Jamais le Palais de Tokyo n’avait connu telle agitation. Pour le vernissage de « Notre Histoire… », la dernière exposition du mandat de Nicolas Bourriaud et Jérôme Sans, près de 15 000 personnes se sont rendues au 13 avenue du président Wilson en une seule et unique soirée.

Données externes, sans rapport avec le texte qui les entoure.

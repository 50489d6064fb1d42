use std::time::Duration;

use st_core::JobStatus;

/// Progress reported by a running job loop.
#[derive(Debug, Clone, PartialEq)]
pub enum PollEvent {
    /// The server queued the job.
    Submitted { job_id: String },
    /// The server created a task to follow instead of a job.
    TaskCreated { task_id: String },
    /// A poll returned a status.
    Polled { attempt: u32, status: JobStatus },
    /// A transient failure will be retried after `delay`.
    Retrying {
        failures: u32,
        delay: Duration,
        message: String,
    },
}

pub trait PollObserver: Send {
    fn on_event(&mut self, event: &PollEvent);
}

impl<F> PollObserver for F
where
    F: FnMut(&PollEvent) + Send,
{
    fn on_event(&mut self, event: &PollEvent) {
        self(event);
    }
}

/// Observer that ignores every event.
#[derive(Debug, Default, Clone, Copy)]
pub struct Quiet;

impl PollObserver for Quiet {
    fn on_event(&mut self, _event: &PollEvent) {}
}
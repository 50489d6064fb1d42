use thiserror::Error;

use crate::runner::PollTarget;

/// Ways a job loop can end without a terminal job state.
#[derive(Debug, Error)]
pub enum JobError {
    #[error("session expired, run `savetime auth login` ({0})")]
    Auth(String),

    /// Consecutive transient failures exceeded the retry budget.
    #[error("polling failed after {attempts} consecutive errors: {message}")]
    Transport { attempts: u32, message: String },

    /// The server rejected the call with a non-retryable error.
    #[error("request rejected: {0}")]
    Rejected(String),

    /// The server answered with a payload the protocol cannot interpret.
    #[error("protocol error: {0}")]
    Protocol(String),

    #[error("{target} still running after {polls} polls")]
    Timeout { target: PollTarget, polls: u32 },
}

impl From<st_core::CoreError> for JobError {
    fn from(error: st_core::CoreError) -> Self {
        Self::Protocol(error.to_string())
    }
}
//! Search configuration.

use serde::{Deserialize, Serialize};
use st_core::SearchEntity;

const fn default_page_size() -> u32 {
    20
}

fn default_empty_query_entities() -> Vec<SearchEntity> {
    vec![SearchEntity::Companies]
}

const fn default_source_window() -> u32 {
    200
}

#[derive(Debug, Clone, Deserialize, Serialize)]
pub struct SearchConfig {
    /// Results per page.
    #[serde(default = "default_page_size")]
    pub page_size: u32,

    /// Entities that may be searched with no text and no filters.
    #[serde(default = "default_empty_query_entities")]
    pub empty_query_entities: Vec<SearchEntity>,

    /// Characters of context requested around a source excerpt.
    #[serde(default = "default_source_window")]
    pub source_window: u32,
}

impl Default for SearchConfig {
    fn default() -> Self {
        Self {
            page_size: default_page_size(),
            empty_query_entities: default_empty_query_entities(),
            source_window: default_source_window(),
        }
    }
}

impl SearchConfig {
    pub fn allows_empty_query(&self, entity: SearchEntity) -> bool {
        self.empty_query_entities.contains(&entity)
    }
}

Il fallait y’être ! Tout d’abord pour voir les immenses espaces d’exposition, d’habitude froid et désespérément vides, prendre vie dans un chahut bon enfant. Mais aussi pour la densité et la diversité des œuvres. Nombre de artistes présents ont fait l’histoire du centre de création contemporaine depuis le démarrage du projet il y’a 4 ans. Les œuvres affichent une diversité étonnante et reflètent des pratiques variées, même si souvent mues par des préoccupations communes. Les interventions de Wang Du, Rebecca Bournigault et Matthieu Laurette ne laisseront certainement pas indifférents.

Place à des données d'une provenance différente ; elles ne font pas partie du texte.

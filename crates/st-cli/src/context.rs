use anyhow::Context;
use st_auth::SessionContext;
use st_client::ApiClient;
use st_config::SaveTimeConfig;

/// Shared state for command handlers.
pub struct AppContext {
    pub config: SaveTimeConfig,
    pub session: SessionContext,
}

impl AppContext {
    /// Open the file-backed session under the configured credentials
    /// directory.
    ///
    /// # Errors
    ///
    /// Fails when no credentials directory can be determined.
    pub fn init(config: SaveTimeConfig) -> anyhow::Result<Self> {
        let dir = config.auth.credentials_dir().context(
            "cannot locate a home directory for credentials; set auth.credentials_dir",
        )?;
        tracing::debug!(dir = %dir.display(), "using credential directory");
        let session = SessionContext::with_file_storage(dir, config.auth.default_expires_in_secs);
        Ok(Self { config, session })
    }

    /// HTTP client sharing this context's session.
    ///
    /// # Errors
    ///
    /// Fails when `api.base_url` is missing or malformed.
    pub fn client(&self) -> anyhow::Result<ApiClient> {
        ApiClient::new(&self.config.api, self.session.clone())
            .context("cannot reach the SaveTime API")
    }
}

/// Warn when `SAVETIME_*` variables are set but the API section still
/// holds defaults, which usually means a single underscore was used.
pub fn warn_unconfigured(config: &SaveTimeConfig) {
    for warning in collect_unconfigured_warnings(config, std::env::vars()) {
        tracing::warn!("{warning}");
    }
}

fn collect_unconfigured_warnings<I>(config: &SaveTimeConfig, env: I) -> Vec<String>
where
    I: IntoIterator<Item = (String, String)>,
{
    let env_keys = env.into_iter().map(|(key, _)| key).collect::<Vec<_>>();
    let mut warnings = Vec::new();

    if !config.api.is_configured() && has_env_prefix(&env_keys, "SAVETIME_API") {
        warnings.push(
            "API config appears default while SAVETIME_API* env vars exist. Use double underscores (example: SAVETIME_API__BASE_URL)."
                .to_string(),
        );
    }

    if has_env_prefix(&env_keys, "SAVETIME_POLLING_")
        && !has_env_prefix(&env_keys, "SAVETIME_POLLING__")
    {
        warnings.push(
            "SAVETIME_POLLING_* env vars are ignored. Use double underscores (example: SAVETIME_POLLING__INTERVAL_MS)."
                .to_string(),
        );
    }

    warnings
}

fn has_env_prefix(keys: &[String], prefix: &str) -> bool {
    keys.iter().any(|key| key.starts_with(prefix))
}

#[cfg(test)]
mod tests {
    use st_config::{ApiConfig, SaveTimeConfig};

    use super::collect_unconfigured_warnings;

    #[test]
    fn warns_for_single_underscore_keys() {
        let warnings = collect_unconfigured_warnings(
            &SaveTimeConfig::default(),
            vec![
                ("SAVETIME_API_BASE_URL".to_string(), "https://x".to_string()),
                ("SAVETIME_POLLING_INTERVAL_MS".to_string(), "500".to_string()),
            ],
        );
        assert_eq!(warnings.len(), 2);
    }

    #[test]
    fn configured_api_is_quiet() {
        let config = SaveTimeConfig {
            api: ApiConfig {
                base_url: "https://api.example.com".into(),
                ..ApiConfig::default()
            },
            ..SaveTimeConfig::default()
        };
        let warnings = collect_unconfigured_warnings(
            &config,
            vec![(
                "SAVETIME_API__BASE_URL".to_string(),
                "https://api.example.com".to_string(),
            )],
        );
        assert!(warnings.is_empty());
    }
}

« Notre histoire… » c’est l’occasion pour le Palais de Tokyo de nous faire oublier les nombreuses déceptions dont il fût la cause ces dernières années. On ne pourra que regretter le caractère tardif de ce sursaut des directeurs, à quelques semaines de leur départ.
« Notre Hisotire… », Jusqu’au dimanche 7 mai 2006, au palais de Tokyo, 13 avenue du président Wilson, Paris 16eme. Entrée libre jusqu’au 27 janvier 2006.
Cher Pascal,
S’il vous plait, tenez vous en à des sujets sur lesquels vous êtes informé. « C'est bien sous le mandat de Nicolas Bourriaud et de Jérôme Sans que le Palais de Tokyo a trouvé une cohérence. » Le Palais de Tokyo a été créé par Bourriaud et Sans qui en ont tout de suite assuré la direction. Le site de création contemporaine n’a donc pas préexisté à leur mandat comme vous semblez fortement le croire.
Bien cordialement
Cher Pascal,
Je dois avouer que j’ai cédé à l’énervement face à vos messages successifs. J’ai maintenant eu amplement le temps d’apprendre à connaître votre opinion sur Panopticon. Nul besoin de venir l’exprimer ici les jours ou vous semblez, de surcroît, être de mauvaise humeur. Il y’a là une redondance qui, je l’admet, m’agace.
Il n’est pas question ici de prendre qui que ce soit pour un ignare. Surtout pas vous qui fréquentez quotidiennement le milieu artistique. Si vous voulez bien revenons donc au palais de Tokyo. Je ne comprends toujours pas votre propos sur la cohérence du lieu.